Nursing homes also are required to have registered nurses on staff. In an investigation of the relationship between nursing home quality and the spread of COVID-19 in California nursing homes, Kaiser Health News found that homes that experienced COVID-19 infections had on average 25 percent fewer registered nurses per resident in the last three months of 2019. These nursing homes also had significantly more infection-control violations—not a surprising outcome with inadequate nurse management and supervision.

Payment and Oversight

Regardless of quality, nursing home care is expensive. The average annual cost is $90,000. For six of every ten nursing home residents, Medicaid pays the bill. Although it is difficult to fully assess, the American Health Care Association, the lobby group for for-profit nursing homes, claims that average reimbursement of about $200 per day does not cover the costs of care. That is a poor formula for providing robust training and staffing.

Unable to squeeze more out of Medicaid, the lobbyists for nursing homes have made a full court press to reduce regulation. Under the Trump administration, the Center for Medicare and Medicaid Services (CMS) has reduced staffing requirements and proposed eliminating an Obama regulation that would have required every facility to hire an on-site infection control specialist. These decisions were bad to begin with, but as tens of thousands of older Americans die as a result of inadequate infection control, they appear utterly negligent.

Now nursing home leaders are asking for a $10 billion bailout and immunity from lawsuits related to COVID-19. Fifteen states have already agreed to shield them. If Congress includes the bailout funds in the next version of the CARES Act, the funds should be required to be used to support frontline staff, testing, and acquiring sufficient personal protective equipment.

What Can Be Done?

Cities and states are realizing that they must focus their attention on nursing homes to stem the tide of coronavirus infections. Despite the inadequate response of the federal government, which still has no public system for tracking infections in nursing homes and has still not convened its Coronavirus Commission for Safety and Quality in Nursing Homes, some states and cities are stepping up. Detroit has implemented testing of all nursing home residents, and New York, which has been criticized for not acting quickly enough, is ramping up data collection, testing, and provisions to move residents when homes cannot adequately protect them.

Sunil Parikh, a Yale University physician and public health expert, writing in STAT, offered a list of actions that need to be taken to stop the rising death counts in nursing homes and other long-term care facilities.

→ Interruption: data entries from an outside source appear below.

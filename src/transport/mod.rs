// src/transport/mod.rs
//
// The media stack as a capability.
//
// The SFU core never touches ICE/DTLS/SRTP directly.  It asks a
// `MediaTransport` for one `TransportSession` per peer, drives offer/answer
// through it, attaches relay tracks to it, and receives everything the stack
// reports (remote tracks, local ICE candidates, connection-state changes) as
// `SessionEvent`s on the session's own queue.  Callbacks therefore never
// reach into room or registry locks.
//
// ────────────────────────────────────────────────────────────────────────────

use std::sync::Arc;

use async_trait::async_trait;
use serde::Serialize;
use thiserror::Error;
use tokio::sync::mpsc;
use webrtc::rtp::packet::Packet;
use webrtc::rtp_transceiver::rtp_codec::RTCRtpCodecCapability;

#[cfg(test)]
pub mod fake;
pub mod webrtc_transport;

pub use webrtc_transport::WebRtcTransport;

// ─── Events ─────────────────────────────────────────────────────────────────

/// Connection state as reported by the media stack.
#[derive(Debug, Clone, Copy, PartialEq, Eq)]
pub enum TransportState {
    New,
    Connecting,
    Connected,
    Disconnected,
    Failed,
    Closed,
}

/// Everything a peer session's loop consumes besides signaling frames.
pub enum SessionEvent {
    /// The remote peer started sending a media track.
    Track(Arc<dyn InboundTrack>),
    /// A local ICE candidate (opaque, already serialised) to trickle out.
    IceCandidate(String),
    /// The media connection changed state.
    StateChanged(TransportState),
    /// Room topology changed; recompute this session's bindings.
    Renegotiate,
}

impl std::fmt::Debug for SessionEvent {
    fn fmt(&self, f: &mut std::fmt::Formatter<'_>) -> std::fmt::Result {
        match self {
            Self::Track(track) => write!(f, "Track({})", track.id()),
            Self::IceCandidate(_) => f.write_str("IceCandidate"),
            Self::StateChanged(state) => write!(f, "StateChanged({state:?})"),
            Self::Renegotiate => f.write_str("Renegotiate"),
        }
    }
}

/// Producer half of a session's event queue.
pub type SessionEvents = mpsc::UnboundedSender<SessionEvent>;

// ─── Media descriptions ─────────────────────────────────────────────────────

#[derive(Debug, Clone, Copy, PartialEq, Eq, Hash, Serialize)]
#[serde(rename_all = "lowercase")]
pub enum MediaKind {
    Audio,
    Video,
}

impl MediaKind {
    pub fn as_str(&self) -> &'static str {
        match self {
            Self::Audio => "audio",
            Self::Video => "video",
        }
    }
}

/// Shape of an outbound relay track to create on a subscriber's connection.
#[derive(Debug, Clone)]
pub struct RelayTrackSpec {
    pub track_id: String,
    pub stream_id: String,
    pub codec: RTCRtpCodecCapability,
}

// ─── Errors ─────────────────────────────────────────────────────────────────

#[derive(Debug, Error)]
pub enum TransportError {
    #[error("invalid session description: {0}")]
    InvalidDescription(String),
    #[error("invalid ICE candidate: {0}")]
    InvalidCandidate(String),
    #[error("negotiation failed: {0}")]
    Negotiation(String),
    #[error("track read failed: {0}")]
    Read(String),
    #[error("track ended")]
    TrackEnded,
    #[error("relay write failed: {0}")]
    Write(String),
}

impl TransportError {
    /// Errors caused by malformed peer input rather than the network.
    pub fn is_protocol(&self) -> bool {
        matches!(self, Self::InvalidDescription(_) | Self::InvalidCandidate(_))
    }
}

// ─── Capabilities ───────────────────────────────────────────────────────────

/// Factory for per-peer media sessions.
#[async_trait]
pub trait MediaTransport: Send + Sync {
    /// Create the media connection for `peer_id`.  Every notification the
    /// stack produces for it is delivered on `events`.
    async fn create_session(
        &self,
        peer_id: &str,
        events: SessionEvents,
    ) -> Result<Arc<dyn TransportSession>, TransportError>;
}

/// One peer's media connection.
#[async_trait]
pub trait TransportSession: Send + Sync {
    /// Apply a remote offer and return the local answer SDP.
    async fn accept_offer(&self, sdp: String) -> Result<String, TransportError>;

    /// Build a local offer reflecting the current track set and install it
    /// as the local description.
    async fn create_offer(&self) -> Result<String, TransportError>;

    /// Apply the remote answer to the last local offer.
    async fn apply_answer(&self, sdp: String) -> Result<(), TransportError>;

    async fn add_ice_candidate(&self, candidate: String) -> Result<(), TransportError>;

    async fn add_relay_track(
        &self,
        spec: RelayTrackSpec,
    ) -> Result<Arc<dyn RelaySink>, TransportError>;

    /// Detach a relay track.  Unknown ids are not an error.
    async fn remove_relay_track(&self, track_id: &str) -> Result<(), TransportError>;

    async fn close(&self) -> Result<(), TransportError>;
}

/// A media track received from a remote peer.
#[async_trait]
pub trait InboundTrack: Send + Sync {
    fn id(&self) -> String;
    fn kind(&self) -> MediaKind;
    fn codec(&self) -> RTCRtpCodecCapability;

    /// Block until the next packet arrives.  An error means the source ended.
    async fn read(&self) -> Result<Packet, TransportError>;
}

/// Write side of an outbound relay track.
#[async_trait]
pub trait RelaySink: Send + Sync {
    async fn write(&self, packet: &Packet) -> Result<(), TransportError>;
}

State leaders should add these immediately to their to-do lists:

  • Provide all nursing homes with adequate personal protective equipment for staff.
  • Make COVID-19 tests available for testing all residents and staff, especially if a single infection has been reported.
  • Support leadership and staff with training in how to reconfigure their facilities to separate infected residents from those who are not infected. (This is extraordinarily difficult in many facilities, so funds to enable homes to access expert advice and technical assistance are needed.)
  • Provide infection-control training, and sufficient workforce support to ensure implementation.
  • Support workers financially so they don’t need to work in multiple facilities.

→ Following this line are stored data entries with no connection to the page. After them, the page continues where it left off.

use std::collections::HashMap;

use argon2::{
    password_hash::{rand_core::OsRng, PasswordHash, PasswordHasher, PasswordVerifier, SaltString},
    Argon2,
};
use async_trait::async_trait;
use axum::http::HeaderMap;
use base64::engine::general_purpose::STANDARD;
use base64::Engine;
use parking_lot::RwLock;
use thiserror::Error;

use crate::error::ApiError;

// ---------------------------------------------------------------------------
// Credential rules
// ---------------------------------------------------------------------------

const PASSWORD_SPECIALS: &str = "!@#$%^&*()_+-=[]{}|;:,.<>?/";

/// 4-32 ASCII letters or digits.
pub fn valid_username(username: &str) -> bool {
    (4..=32).contains(&username.len()) && username.chars().all(|c| c.is_ascii_alphanumeric())
}

/// 4-32 characters from ASCII letters, digits and `!@#$%^&*()_+-=[]{}|;:,.<>?/`.
pub fn valid_password(password: &str) -> bool {
    (4..=32).contains(&password.len())
        && password
            .chars()
            .all(|c| c.is_ascii_alphanumeric() || PASSWORD_SPECIALS.contains(c))
}

#[derive(Debug, Error)]
pub enum AuthError {
    #[error("invalid username: only latin letters and digits, 4-32 chars")]
    InvalidUsername,
    #[error("invalid password: only latin letters, digits and special chars (!@#$%^&*()_+-=[]{{}}|;:,.<>?/), 4-32 chars")]
    InvalidPassword,
    #[error("user already exists")]
    UserExists,
    #[error("credential store failure: {0}")]
    Store(String),
}

// ---------------------------------------------------------------------------
// Password hashing
// ---------------------------------------------------------------------------

/// Argon2id PHC string for `password` with a fresh salt.
pub fn hash_password(password: &str) -> Result<String, AuthError> {
    let salt = SaltString::generate(&mut OsRng);
    Argon2::default()
        .hash_password(password.as_bytes(), &salt)
        .map(|h| h.to_string())
        .map_err(|e| AuthError::Store(format!("password hashing failed: {e}")))
}

pub fn verify_password(password: &str, hash: &str) -> Result<bool, AuthError> {
    let parsed_hash = PasswordHash::new(hash)
        .map_err(|e| AuthError::Store(format!("invalid password hash: {e}")))?;
    Ok(Argon2::default()
        .verify_password(password.as_bytes(), &parsed_hash)
        .is_ok())
}

// ---------------------------------------------------------------------------
// Store
// ---------------------------------------------------------------------------

/// Username/password registry consulted before a peer may join.
#[async_trait]
pub trait CredentialStore: Send + Sync {
    async fn create_user(&self, username: &str, password: &str) -> Result<(), AuthError>;

    /// `Ok(false)` for unknown users or a wrong password.
    async fn validate_user(&self, username: &str, password: &str) -> Result<bool, AuthError>;
}

/// Users keyed by name, holding password hashes only.
#[derive(Default)]
pub struct InMemoryUserStore {
    users: RwLock<HashMap<String, String>>,
}

impl InMemoryUserStore {
    pub fn new() -> Self {
        Self::default()
    }
}

#[async_trait]
impl CredentialStore for InMemoryUserStore {
    async fn create_user(&self, username: &str, password: &str) -> Result<(), AuthError> {
        if !valid_username(username) {
            return Err(AuthError::InvalidUsername);
        }
        if !valid_password(password) {
            return Err(AuthError::InvalidPassword);
        }
        if self.users.read().contains_key(username) {
            return Err(AuthError::UserExists);
        }

        let password = password.to_string();
        let hash = tokio::task::spawn_blocking(move || hash_password(&password))
            .await
            .map_err(|e| AuthError::Store(e.to_string()))??;

        let mut users = self.users.write();
        if users.contains_key(username) {
            return Err(AuthError::UserExists);
        }
        users.insert(username.to_string(), hash);
        Ok(())
    }

    async fn validate_user(&self, username: &str, password: &str) -> Result<bool, AuthError> {
        if !valid_username(username) {
            return Err(AuthError::InvalidUsername);
        }
        if !valid_password(password) {
            return Err(AuthError::InvalidPassword);
        }
        let Some(hash) = self.users.read().get(username).cloned() else {
            return Ok(false);
        };

        let password = password.to_string();
        tokio::task::spawn_blocking(move || verify_password(&password, &hash))
            .await
            .map_err(|e| AuthError::Store(e.to_string()))?
    }
}

// ---------------------------------------------------------------------------
// Axum helper -- HTTP Basic gate
// ---------------------------------------------------------------------------

/// Decode `Authorization: Basic <base64(user:pass)>`.
pub fn basic_credentials(headers: &HeaderMap) -> Option<(String, String)> {
    let value = headers.get("authorization")?.to_str().ok()?;
    let encoded = value.strip_prefix("Basic ")?;
    let decoded = STANDARD.decode(encoded.trim()).ok()?;
    let decoded = String::from_utf8(decoded).ok()?;
    let (username, password) = decoded.split_once(':')?;
    Some((username.to_string(), password.to_string()))
}

/// Validate Basic credentials against the store and return the username.
pub async fn require_user(
    headers: &HeaderMap,
    users: &dyn CredentialStore,
) -> Result<String, ApiError> {
    let (username, password) =
        basic_credentials(headers).ok_or_else(ApiError::auth_header_missing)?;

    match users.validate_user(&username, &password).await {
        Ok(true) => Ok(username),
        _ => Err(ApiError::credentials_invalid()),
    }
}

// ---------------------------------------------------------------------------
// Tests
// ---------------------------------------------------------------------------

Parikh writes, “Preventing new infections [in nursing homes] will limit the needless deaths of thousands of Americans, reduce the demand for person protective equipment, and lower the risks of infection borne by frontline health care workers.”

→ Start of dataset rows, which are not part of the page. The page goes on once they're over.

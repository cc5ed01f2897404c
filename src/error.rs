use axum::http::StatusCode;
use axum::response::{IntoResponse, Response};
use axum::Json;
use serde::Serialize;

use crate::auth::AuthError;
use crate::sfu::JoinError;

// ─── JSON envelope ──────────────────────────────────────────────────────────

#[derive(Serialize)]
struct ErrorEnvelope {
    error: ErrorBody,
}

#[derive(Serialize)]
struct ErrorBody {
    code: &'static str,
    message: String,
    status: u16,
}

// ─── ApiError ───────────────────────────────────────────────────────────────

/// Structured API error that serializes to JSON.
///
/// ```json
/// {
///   "error": {
///     "code": "room_not_found",
///     "message": "Room 'abc123' does not exist.",
///     "status": 404
///   }
/// }
/// ```
#[derive(Debug)]
pub struct ApiError {
    pub code: &'static str,
    pub message: String,
    pub status: StatusCode,
}

// ─── IntoResponse ───────────────────────────────────────────────────────────

impl IntoResponse for ApiError {
    fn into_response(self) -> Response {
        if self.status.is_server_error() {
            tracing::error!(
                code = self.code,
                status = self.status.as_u16(),
                "{}",
                self.message
            );
        } else if self.status.is_client_error() {
            tracing::warn!(
                code = self.code,
                status = self.status.as_u16(),
                "{}",
                self.message
            );
        }

        let envelope = ErrorEnvelope {
            error: ErrorBody {
                code: self.code,
                message: self.message,
                status: self.status.as_u16(),
            },
        };

        (self.status, Json(envelope)).into_response()
    }
}

// ─── Conversions ────────────────────────────────────────────────────────────

impl From<JoinError> for ApiError {
    fn from(err: JoinError) -> Self {
        match err {
            JoinError::MissingCredentials => Self::bad_request(err.to_string()),
            JoinError::InvalidCredentials => Self::credentials_invalid(),
            JoinError::UnknownRoom(ref room_id) => Self::room_not_found(room_id),
            JoinError::CredentialStore(_) | JoinError::Transport(_) => {
                Self::internal(err.to_string())
            }
        }
    }
}

impl From<AuthError> for ApiError {
    fn from(err: AuthError) -> Self {
        match err {
            AuthError::InvalidUsername | AuthError::InvalidPassword => {
                Self::bad_request(err.to_string())
            }
            AuthError::UserExists => Self {
                code: "user_exists",
                message: err.to_string(),
                status: StatusCode::CONFLICT,
            },
            AuthError::Store(_) => Self::internal(err.to_string()),
        }
    }
}

// ─── Generic constructors ───────────────────────────────────────────────────

impl ApiError {
    /// 400 Bad Request with a custom message.
    pub fn bad_request(msg: impl Into<String>) -> Self {
        Self {
            code: "bad_request",
            message: msg.into(),
            status: StatusCode::BAD_REQUEST,
        }
    }

    /// 500 Internal Server Error with a custom message.
    pub fn internal(msg: impl Into<String>) -> Self {
        Self {
            code: "internal_server_error",
            message: msg.into(),
            status: StatusCode::INTERNAL_SERVER_ERROR,
        }
    }

    // ─── Domain-specific constructors ───────────────────────────────────

    /// 401 — the `Authorization` header is missing or malformed.
    pub fn auth_header_missing() -> Self {
        Self {
            code: "auth_header_missing",
            message: "Authorization header is missing or malformed.".into(),
            status: StatusCode::UNAUTHORIZED,
        }
    }

    /// 401 — unknown user or wrong password.
    pub fn credentials_invalid() -> Self {
        Self {
            code: "credentials_invalid",
            message: "Invalid username or password.".into(),
            status: StatusCode::UNAUTHORIZED,
        }
    }

    /// 404 — the requested room does not exist.
    pub fn room_not_found(room_id: &str) -> Self {
        Self {
            code: "room_not_found",
            message: format!("Room '{room_id}' does not exist."),
            status: StatusCode::NOT_FOUND,
        }
    }

    /// 409 — a room with this id already exists.
    pub fn room_exists(room_id: &str) -> Self {
        Self {
            code: "room_exists",
            message: format!("Room '{room_id}' already exists."),
            status: StatusCode::CONFLICT,
        }
    }

    /// 409 — the server holds its maximum number of rooms.
    pub fn room_limit(max_rooms: usize) -> Self {
        Self {
            code: "room_limit_reached",
            message: format!("The server already holds {max_rooms} rooms."),
            status: StatusCode::CONFLICT,
        }
    }

    /// 500 — the WebSocket upgrade could not be performed.
    pub fn upgrade_failed(reason: String) -> Self {
        Self {
            code: "upgrade_failed",
            message: format!("WebSocket upgrade failed: {reason}"),
            status: StatusCode::INTERNAL_SERVER_ERROR,
        }
    }
}

// ─── Tests ──────────────────────────────────────────────────────────────────

#[cfg(test)]
mod tests {
    use super::*;
    use axum::body::to_bytes;

    async fn body_json(err: ApiError) -> serde_json::Value {
        let response = err.into_response();
        let bytes = to_bytes(response.into_body(), usize::MAX).await.unwrap();
        serde_json::from_slice(&bytes).unwrap()
    }

    #[tokio::test]
    async fn json_structure() {
        let value = body_json(ApiError::room_not_found("abc123")).await;

        assert_eq!(value["error"]["code"], "room_not_found");
        assert_eq!(value["error"]["message"], "Room 'abc123' does not exist.");
        assert_eq!(value["error"]["status"], 404);
    }

    #[test]
    fn join_errors_map_to_statuses() {
        let cases = [
            (JoinError::MissingCredentials, StatusCode::BAD_REQUEST),
            (JoinError::InvalidCredentials, StatusCode::UNAUTHORIZED),
            (JoinError::UnknownRoom("r1".into()), StatusCode::NOT_FOUND),
            (
                JoinError::CredentialStore("down".into()),
                StatusCode::INTERNAL_SERVER_ERROR,
            ),
        ];
        for (err, status) in cases {
            assert_eq!(ApiError::from(err).status, status);
        }
    }

    #[test]
    fn auth_errors_map_to_statuses() {
        assert_eq!(
            ApiError::from(AuthError::InvalidUsername).status,
            StatusCode::BAD_REQUEST
        );
        let exists = ApiError::from(AuthError::UserExists);
        assert_eq!(exists.status, StatusCode::CONFLICT);
        assert_eq!(exists.code, "user_exists");
    }

    #[tokio::test]
    async fn upgrade_failure_is_500() {
        let value = body_json(ApiError::upgrade_failed("not a websocket".into())).await;
        assert_eq!(value["error"]["code"], "upgrade_failed");
        assert_eq!(value["error"]["status"], 500);
        assert!(value["error"]["message"]
            .as_str()
            .unwrap()
            .contains("not a websocket"));
    }
}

But we should go further. The coronavirus has revealed the crumbling structure of a wholly inadequate system of care for America’s most vulnerable elders. It’s time to get serious about providing for the health and safety of elders in environments that support good health and quality of life. That requires us to value the work of certified nursing assistants and offer them the training, support, and wages they deserve.

We also must ask ourselves whether for-profit entities belong in this field when profits are too often had at the expense of quality care. Nursing homes may be a field where profitmaking is inappropriate and, indeed, potentially fatal.